THE PROBLEM:
Lines to be reproduced exactly: the one that holds "Ok(JsValue::string(value.to_string()))" and all those after it through the end of the data. Include no others.

MATERIAL PROVIDED:
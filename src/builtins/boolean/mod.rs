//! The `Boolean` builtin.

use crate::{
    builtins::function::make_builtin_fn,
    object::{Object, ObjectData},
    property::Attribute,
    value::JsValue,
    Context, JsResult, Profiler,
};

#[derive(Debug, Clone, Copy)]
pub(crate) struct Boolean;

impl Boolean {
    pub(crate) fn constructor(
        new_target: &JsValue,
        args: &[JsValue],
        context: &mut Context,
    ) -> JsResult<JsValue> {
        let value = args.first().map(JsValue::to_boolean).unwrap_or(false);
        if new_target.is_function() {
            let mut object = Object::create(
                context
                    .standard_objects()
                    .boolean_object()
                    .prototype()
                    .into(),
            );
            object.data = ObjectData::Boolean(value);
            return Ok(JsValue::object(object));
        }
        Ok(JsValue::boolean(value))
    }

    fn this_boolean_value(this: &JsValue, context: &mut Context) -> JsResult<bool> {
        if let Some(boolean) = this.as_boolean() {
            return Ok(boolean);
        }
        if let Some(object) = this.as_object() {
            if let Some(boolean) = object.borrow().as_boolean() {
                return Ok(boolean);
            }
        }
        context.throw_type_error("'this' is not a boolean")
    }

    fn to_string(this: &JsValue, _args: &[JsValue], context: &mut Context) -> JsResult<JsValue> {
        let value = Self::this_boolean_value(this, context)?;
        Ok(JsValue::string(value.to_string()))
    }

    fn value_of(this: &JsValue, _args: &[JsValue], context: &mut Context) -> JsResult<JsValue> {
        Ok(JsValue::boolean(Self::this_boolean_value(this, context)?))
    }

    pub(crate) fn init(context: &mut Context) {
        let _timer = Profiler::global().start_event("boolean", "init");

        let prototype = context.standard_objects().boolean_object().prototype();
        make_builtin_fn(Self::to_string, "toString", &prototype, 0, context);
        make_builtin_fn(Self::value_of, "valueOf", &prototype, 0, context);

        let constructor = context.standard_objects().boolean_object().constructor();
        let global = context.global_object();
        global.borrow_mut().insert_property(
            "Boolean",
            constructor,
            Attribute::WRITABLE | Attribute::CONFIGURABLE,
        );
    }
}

OUTPUT OF THE TASK:
        Ok(JsValue::string(value.to_string()))
    }

    fn value_of(this: &JsValue, _args: &[JsValue], context: &mut Context) -> JsResult<JsValue> {
        Ok(JsValue::boolean(Self::this_boolean_value(this, context)?))
    }

    pub(crate) fn init(context: &mut Context) {
        let _timer = Profiler::global().start_event("boolean", "init");

        let prototype = context.standard_objects().boolean_object().prototype();
        make_builtin_fn(Self::to_string, "toString", &prototype, 0, context);
        make_builtin_fn(Self::value_of, "valueOf", &prototype, 0, context);

        let constructor = context.standard_objects().boolean_object().constructor();
        let global = context.global_object();
        global.borrow_mut().insert_property(
            "Boolean",
            constructor,
            Attribute::WRITABLE | Attribute::CONFIGURABLE,
        );
    }
}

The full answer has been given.